Don't fall for the clever disguises of online criminals

Gracie Roberts, Nov 30, 2016 2:30:42 PM

In order to protect children against phishing attacks, teach your kids not to reply to unknown texts, open attachments in emails, or click on pop-ups.

 

Clever cybercrooks go “phishing” for victims by using what looks like authentic emails, texts, and pop-up messages to trick people into sharing their personal information. Lots of adults can’t even tell the difference in these well-designed messages.

Faking them out with the perfect disguise

Phishing attacks also pose a significant threat for our children. In an article from ZDNet, journalist Danny Palmer describes the lengths to which phishers will go in order to lure in innocent victims. When describing one case of an individual falling victim to a phishing attack, he writes the following:

“Attackers first searched for their intended victim on LinkedIn and were able to see information including where they went to school. From there, the attackers were able to look at the school's website, which identified the victim as a past captain of the rugby team. Using that extra information, the attacker did some additional research and found out the name of the rugby team's vice captain.

They then used this in order to build a convincing looking email: one spoofing a genuine-looking email address from the old team-mate, and which referred to the victim by name. The email claimed to come with an old rugby team photo of the two in an attachment.

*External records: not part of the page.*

//! Shared helpers for the client integration tests

#![allow(dead_code)]

use async_trait::async_trait;
use chrono::{Duration as ChronoDuration, Utc};
use serde::Serialize;
use sessionkit_client::{
    ApiReply, ApiRequest, ClientConfig, ClientResult, GuardConfig, SessionClient, SessionGuard,
    SessionStore, SignInNavigator, Transport,
};
use sessionkit_core::{ApiResponse, ApiStatusCode, AuthSdto, UserProfile};
use sessionkit_web::{
    auth::Argon2PasswordHasher,
    config::{CookieSettings, JwtSettings},
    create_app,
    users::InMemoryUserRepository,
    AppState, WebConfig,
};
use std::sync::atomic::{AtomicBool, AtomicUsize, Ordering};
use std::sync::{Arc, Mutex};
use std::time::Duration;
use tokio::net::TcpListener;

pub const REFRESH_PATH: &str = "/api/auth/refresh";

/// In-process stand-in for the server: protected paths answer 401 until a refresh
/// succeeds
pub struct ScriptedServer {
    pub refresh_calls: AtomicUsize,
    pub protected_calls: AtomicUsize,
    session_valid: AtomicBool,
    refresh_succeeds: bool,
    always_reject: bool,
    refresh_delay: Duration,
}

impl ScriptedServer {
    pub fn expired() -> Self {
        Self {
            refresh_calls: AtomicUsize::new(0),
            protected_calls: AtomicUsize::new(0),
            session_valid: AtomicBool::new(false),
            refresh_succeeds: true,
            always_reject: false,
            refresh_delay: Duration::from_millis(50),
        }
    }

    pub fn refresh_fails(mut self) -> Self {
        self.refresh_succeeds = false;
        self
    }

    /// Protected paths stay rejected even after a successful refresh
    pub fn always_reject(mut self) -> Self {
        self.always_reject = true;
        self
    }

    pub fn refresh_delay(mut self, delay: Duration) -> Self {
        self.refresh_delay = delay;
        self
    }

    pub fn refreshes(&self) -> usize {
        self.refresh_calls.load(Ordering::SeqCst)
    }

    pub fn protected(&self) -> usize {
        self.protected_calls.load(Ordering::SeqCst)
    }
}

#[async_trait]
impl Transport for ScriptedServer {
    async fn send(&self, request: &ApiRequest) -> ClientResult<ApiReply> {
        if request.path == REFRESH_PATH {
            self.refresh_calls.fetch_add(1, Ordering::SeqCst);
            tokio::time::sleep(self.refresh_delay).await;

            if !self.refresh_succeeds {
                return Ok(failure(401, "Refresh token not found"));
            }

            self.session_valid.store(true, Ordering::SeqCst);
            let sdto = AuthSdto {
                expires_at: Some(Utc::now() + ChronoDuration::minutes(15)),
                ..Default::default()
            };
            return Ok(reply(200, &ApiResponse::ok(sdto, Some("Token refreshed"))));
        }

        if request.path.starts_with("/api/auth/") {
            return Ok(failure(401, "Invalid email or password"));
        }

        self.protected_calls.fetch_add(1, Ordering::SeqCst);
        if self.always_reject || !self.session_valid.load(Ordering::SeqCst) {
            return Ok(failure(401, "Unauthorized"));
        }

        Ok(reply(200, &ApiResponse::ok(profile(), None)))
    }
}

pub fn reply<T: Serialize>(status: u16, envelope: &ApiResponse<T>) -> ApiReply {
    ApiReply {
        status,
        body: serde_json::to_vec(envelope).expect("serialize envelope"),
    }
}

pub fn failure(status: u16, message: &str) -> ApiReply {
    let code = match status {
        400 => ApiStatusCode::BadRequest,
        401 => ApiStatusCode::Unauthorized,
        _ => ApiStatusCode::InternalServerError,
    };
    reply::<()>(status, &ApiResponse::failure(code, message))
}

pub fn profile() -> UserProfile {
    UserProfile {
        id: uuid::Uuid::nil(),
        email: "ada@example.com".to_string(),
        first_name: "Ada".to_string(),
        last_name: "Lovelace".to_string(),
        is_active: true,
    }
}

/// Records redirects instead of navigating
pub struct RecordingNavigator {
    location: Mutex<String>,
    redirects: AtomicUsize,
}

impl RecordingNavigator {
    pub fn at(location: &str) -> Self {
        Self {
            location: Mutex::new(location.to_string()),
            redirects: AtomicUsize::new(0),
        }
    }

    pub fn redirects(&self) -> usize {
        self.redirects.load(Ordering::SeqCst)
    }

    pub fn location(&self) -> String {
        self.location.lock().expect("location lock").clone()
    }
}

impl SignInNavigator for RecordingNavigator {
    fn current_location(&self) -> Option<String> {
        Some(self.location())
    }

    fn redirect_to_sign_in(&self, sign_in_path: &str) {
        self.redirects.fetch_add(1, Ordering::SeqCst);
        *self.location.lock().expect("location lock") = sign_in_path.to_string();
    }
}

pub struct GuardFixture {
    pub server: Arc<ScriptedServer>,
    pub navigator: Arc<RecordingNavigator>,
    pub store: Arc<SessionStore>,
    pub guard: SessionGuard,
}

pub fn guard_fixture(server: ScriptedServer, config: GuardConfig) -> GuardFixture {
    let server = Arc::new(server);
    let navigator = Arc::new(RecordingNavigator::at("/dashboard"));
    let store = Arc::new(SessionStore::in_memory());
    let guard = SessionGuard::with_parts(
        server.clone(),
        config,
        Some(store.clone()),
        Some(navigator.clone()),
    );

    GuardFixture {
        server,
        navigator,
        store,
        guard,
    }
}

/// A real SessionKit server on an ephemeral port
pub struct LiveServer {
    pub base_url: String,
    pub state: AppState,
    pub users: InMemoryUserRepository,
}

pub async fn spawn_server() -> LiveServer {
    let config = WebConfig {
        jwt: JwtSettings {
            secret_key: "client-e2e-secret-client-e2e-secret".to_string(),
            issuer: "sessionkit".to_string(),
            audience: "sessionkit-clients".to_string(),
            access_token_expiration_minutes: 15,
        },
        // Plain HTTP on loopback
        cookies: CookieSettings { secure: false },
        ..WebConfig::default()
    };

    let users = InMemoryUserRepository::new();
    let hasher =
        Argon2PasswordHasher::with_params(argon2::Params::new(8, 1, 1, None).expect("params"));
    let state = AppState::with_components(config, Arc::new(users.clone()), Arc::new(hasher))
        .expect("Failed to build state");

    let listener = TcpListener::bind("127.0.0.1:0")
        .await
        .expect("Failed to bind");
    let address = listener.local_addr().expect("local address");
    let app = create_app(state.clone());
    tokio::spawn(async move {
        axum::serve(listener, app).await.expect("server");
    });

    LiveServer {
        base_url: format!("http://{}", address),
        state,
        users,
    }
}

pub fn live_client(server: &LiveServer, config: ClientConfig) -> SessionClient {
    SessionClient::new(
        &ClientConfig {
            base_url: server.base_url.clone(),
            ..config
        },
        GuardConfig::default().with_refresh_timeout(Duration::from_secs(5)),
        Arc::new(SessionStore::in_memory()),
        None,
    )
    .expect("Failed to build client")
}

When the victim clicked on the attachment, a dialogue box popped up and eager to see what's actually a non-existent photo they selected 'OK'. In doing so they enabled the attacker to gain control of the PC via the use of Trojan spyware, which then went unnoticed for two weeks while it spied on the network and gathered data.“

This goes to show that often, phishing attacks can go deeper than merely a scammy-looking email from an address that is easy to identify as a cybercriminal.

In order to protect children against phishing attacks, teach your kids not to reply to unknown texts, open attachments in emails, or click on pop-ups. Eavesdropping malware can be installed, or they can be tricked into revealing personal info on a fun “survey” that turns out to be bait in a bigger scam.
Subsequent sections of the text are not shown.